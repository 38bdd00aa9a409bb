//! Reactive data-fetch adapter.
//!
//! `PostFeed` is the subscription counterpart of a UI data hook: register
//! interest in a filter, receive `{data, loading, error}` snapshots until
//! the receiver is dropped. Setting an equal filter is a no-op, and a
//! response from a superseded request is discarded rather than applied.

use std::sync::atomic::{AtomicU64, Ordering};
use std::sync::Arc;

use tokio::sync::{watch, Mutex};

use crate::models::{FilterRequest, Post};
use crate::repository::PostRepository;

/// Snapshot of the fetch lifecycle exposed to subscribers.
#[derive(Debug, Clone, Default)]
pub struct FetchState {
    pub data: Option<Vec<Post>>,
    pub loading: bool,
    /// Display string of the last repository error; errors never escape the
    /// feed as panics or results.
    pub error: Option<String>,
}

pub struct PostFeed {
    repo: Arc<PostRepository>,
    tx: watch::Sender<FetchState>,
    filter: Mutex<Option<FilterRequest>>,
    generation: Arc<AtomicU64>,
}

impl PostFeed {
    pub fn new(repo: Arc<PostRepository>) -> Self {
        let (tx, _rx) = watch::channel(FetchState::default());
        Self {
            repo,
            tx,
            filter: Mutex::new(None),
            generation: Arc::new(AtomicU64::new(0)),
        }
    }

    /// Subscribe to state snapshots. Dropping the receiver unsubscribes.
    pub fn subscribe(&self) -> watch::Receiver<FetchState> {
        self.tx.subscribe()
    }

    /// Register interest in a filter. Re-fetches only when the filter
    /// differs by value from the current one.
    pub async fn set_filter(&self, filter: FilterRequest) {
        // The generation is taken while the filter slot is still locked so
        // generation order always matches filter-store order.
        let generation = {
            let mut current = self.filter.lock().await;
            if current.as_ref() == Some(&filter) {
                tracing::debug!("filter unchanged, fetch skipped");
                return;
            }
            *current = Some(filter.clone());
            self.generation.fetch_add(1, Ordering::SeqCst) + 1
        };
        self.spawn_fetch(filter, generation);
    }

    /// Re-run the current filter, e.g. after a known mutation.
    pub async fn refresh(&self) {
        let (filter, generation) = {
            let current = self.filter.lock().await;
            let Some(filter) = current.clone() else {
                return;
            };
            (filter, self.generation.fetch_add(1, Ordering::SeqCst) + 1)
        };
        self.spawn_fetch(filter, generation);
    }

    fn spawn_fetch(&self, filter: FilterRequest, generation: u64) {
        // Only the newest generation may publish its result.
        self.tx.send_modify(|state| state.loading = true);

        let repo = self.repo.clone();
        let tx = self.tx.clone();
        let latest = self.generation.clone();
        tokio::spawn(async move {
            let result = repo.list(&filter).await;
            tx.send_if_modified(|state| {
                if latest.load(Ordering::SeqCst) != generation {
                    tracing::debug!(generation, "stale response discarded");
                    return false;
                }
                state.loading = false;
                match result {
                    Ok(posts) => {
                        state.data = Some(posts);
                        state.error = None;
                    }
                    Err(e) => {
                        state.error = Some(e.to_string());
                    }
                }
                true
            });
        });
    }
}

#[cfg(test)]
mod tests {
    use super::*;
    use crate::backend::{Backend, MemoryBackend};
    use crate::config::Config;
    use crate::error::Error;
    use crate::models::Caller;
    use crate::query::{Predicate, QueryDescriptor, POSTS_TABLE};
    use async_trait::async_trait;
    use serde_json::{json, Value};
    use std::sync::atomic::AtomicUsize;
    use std::time::Duration;
    use uuid::Uuid;

    /// Delegates to `MemoryBackend`, delaying selects for one category and
    /// counting every select that goes through.
    struct InstrumentedBackend {
        inner: MemoryBackend,
        slow_category: Option<String>,
        delay: Duration,
        selects: AtomicUsize,
    }

    impl InstrumentedBackend {
        fn new(slow_category: Option<&str>, delay: Duration) -> Self {
            Self {
                inner: MemoryBackend::new(),
                slow_category: slow_category.map(str::to_string),
                delay,
                selects: AtomicUsize::new(0),
            }
        }

        fn is_slow(&self, query: &QueryDescriptor) -> bool {
            let Some(slow) = &self.slow_category else {
                return false;
            };
            query.predicates.iter().any(|p| {
                matches!(p, Predicate::Eq { column: "category", value } if value == slow)
            })
        }
    }

    #[async_trait]
    impl Backend for InstrumentedBackend {
        async fn select(&self, query: &QueryDescriptor) -> Result<Vec<Value>, Error> {
            self.selects.fetch_add(1, Ordering::SeqCst);
            if self.is_slow(query) {
                tokio::time::sleep(self.delay).await;
            }
            self.inner.select(query).await
        }

        async fn insert(&self, table: &str, row: Value) -> Result<Value, Error> {
            self.inner.insert(table, row).await
        }

        async fn update(
            &self,
            table: &str,
            id: Uuid,
            patch: Value,
        ) -> Result<Option<Value>, Error> {
            self.inner.update(table, id, patch).await
        }

        async fn delete(&self, table: &str, id: Uuid) -> Result<bool, Error> {
            self.inner.delete(table, id).await
        }
    }

    async fn seed(backend: &InstrumentedBackend, slug: &str, category: &str) {
        backend
            .insert(
                POSTS_TABLE,
                json!({
                    "id": Uuid::new_v4(),
                    "title": slug,
                    "slug": slug,
                    "category": category,
                    "published": true,
                    "created_at": "2026-01-01T00:00:00Z",
                }),
            )
            .await
            .unwrap();
    }

    fn feed_over(backend: Arc<InstrumentedBackend>) -> PostFeed {
        let config = Arc::new(Config::new("https://example.supabase.co", "anon-key"));
        let repo = PostRepository::new(backend, config, Caller::Anonymous);
        PostFeed::new(Arc::new(repo))
    }

    fn category_filter(category: &str) -> FilterRequest {
        FilterRequest {
            category: Some(category.to_string()),
            ..Default::default()
        }
    }

    #[tokio::test]
    async fn stale_response_is_discarded() {
        let backend = Arc::new(InstrumentedBackend::new(
            Some("Slow"),
            Duration::from_millis(150),
        ));
        seed(&backend, "slow-post", "Slow").await;
        seed(&backend, "fast-post", "Fast").await;

        let feed = feed_over(backend);
        let rx = feed.subscribe();

        feed.set_filter(category_filter("Slow")).await;
        tokio::time::sleep(Duration::from_millis(30)).await;
        feed.set_filter(category_filter("Fast")).await;

        // the fast request resolves first; the slow one lands afterwards
        // and must not overwrite it
        tokio::time::sleep(Duration::from_millis(300)).await;
        let state = rx.borrow().clone();
        assert!(!state.loading);
        assert!(state.error.is_none());
        let posts = state.data.unwrap();
        assert_eq!(posts.len(), 1);
        assert_eq!(posts[0].slug, "fast-post");
    }

    #[tokio::test]
    async fn concurrent_filter_changes_settle_on_the_stored_filter() {
        let backend = Arc::new(InstrumentedBackend::new(
            Some("Slow"),
            Duration::from_millis(150),
        ));
        seed(&backend, "slow-post", "Slow").await;
        seed(&backend, "fast-post", "Fast").await;

        let feed = feed_over(backend);
        let rx = feed.subscribe();

        // Racing registrations: whichever filter is stored last must also
        // win the generation race, so the published data always matches the
        // stored filter and a repeat registration can safely dedupe.
        tokio::join!(
            feed.set_filter(category_filter("Slow")),
            feed.set_filter(category_filter("Fast")),
        );
        tokio::time::sleep(Duration::from_millis(300)).await;

        // Re-registering Fast either dedupes (already stored) or supersedes
        // the slow fetch; both paths must end with Fast data published.
        feed.set_filter(category_filter("Fast")).await;
        tokio::time::sleep(Duration::from_millis(300)).await;

        let state = rx.borrow().clone();
        assert!(!state.loading);
        let posts = state.data.unwrap();
        assert_eq!(posts.len(), 1);
        assert_eq!(posts[0].slug, "fast-post");
    }

    #[tokio::test]
    async fn identical_filter_does_not_refetch() {
        let backend = Arc::new(InstrumentedBackend::new(None, Duration::ZERO));
        seed(&backend, "only", "Tech").await;

        let feed = feed_over(backend.clone());
        feed.set_filter(category_filter("Tech")).await;
        tokio::time::sleep(Duration::from_millis(50)).await;
        feed.set_filter(category_filter("Tech")).await;
        tokio::time::sleep(Duration::from_millis(50)).await;

        assert_eq!(backend.selects.load(Ordering::SeqCst), 1);

        feed.refresh().await;
        tokio::time::sleep(Duration::from_millis(50)).await;
        assert_eq!(backend.selects.load(Ordering::SeqCst), 2);
    }

    #[tokio::test]
    async fn repository_errors_surface_as_state() {
        let backend = Arc::new(InstrumentedBackend::new(None, Duration::ZERO));
        let feed = feed_over(backend);
        let rx = feed.subscribe();

        feed.set_filter(FilterRequest {
            limit: Some(0),
            ..Default::default()
        })
        .await;
        tokio::time::sleep(Duration::from_millis(50)).await;

        let state = rx.borrow().clone();
        assert!(!state.loading);
        assert!(state.error.unwrap().contains("limit"));
    }
}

**WHAT TO DO**
Retype only the stretch of lines above starting at the one with "the current one." and stopping at the one with "let mut current", exactly as written, with both kept.

**RESPONSE TO THE TASK**
    /// differs by value from the current one.
    pub async fn set_filter(&self, filter: FilterRequest) {
        // The generation is taken while the filter slot is still locked so
        // generation order always matches filter-store order.
        let generation = {
            let mut current = self.filter.lock().await;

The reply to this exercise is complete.